My question is now: is this a bad thing to do? For those who have more experience than I or who have a better understanding of Unix/Linux permissions, have you ever encountered unexpected consequences from doing something like this?

My concern is that I'm probably not following some best practice for access control when it comes to file permissions and the like.
IMHO, that's what ACLs excel at: providing fine-grained access to files and directories over the standard user:group permissions. (Back in my VMS days, I configured project directories to have no standard permissions at all except through the ACL mechanism so that users not associated with a project and didn't have the necessary rights identifiers couldn't go wandering around its files.)

The last time I worked on a system with Oracle, we had two groups "dba" for the DBAs (duh) and "orauser" for the people who merely "used" the database instance(s).
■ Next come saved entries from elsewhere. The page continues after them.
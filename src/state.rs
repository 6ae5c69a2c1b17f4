use std::sync::Arc;

use crate::{config::Config, db::DbPool, files::FileStore};

/// Estado compartido de la aplicación: pool de Postgres, almacén de
/// archivos y configuración. Se clona barato en cada petición.
#[derive(Clone)]
pub struct AppState {
    pub pool: DbPool,
    pub files: FileStore,
    pub config: Arc<Config>,
}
Not sure if we needed to grant access to someone not a member to either of those groups to have access to "u01" (or, in our case, "/u0[1-4]") but the following may be a situation similar to your's. I occasionally got calls from a DBA who couldn't access a file. The DBAs (joe:users, bob:users, etc.) would work on scripts and wind up owning the modified script preventing another DBA from modifying it without me changing the permissions for them. They'd start fooling around with their mask, chmod, chown, and have permissions all boogered up. An ACL giving anyone in the "dba" group read/write access to the scripts (and the directory they lived in) was the simplest solution. It wasn't a permissions problem with the "/u01" tree but I suspect it's similar to what you are/were encountering.

The "consequences" weren't unexpected and involved getting the DBAs trained to realize that normal permissions they'd see via "ls -l" may not be giving them the whole picture.

HTH...


All times are GMT -5. The time now is 08:07 AM.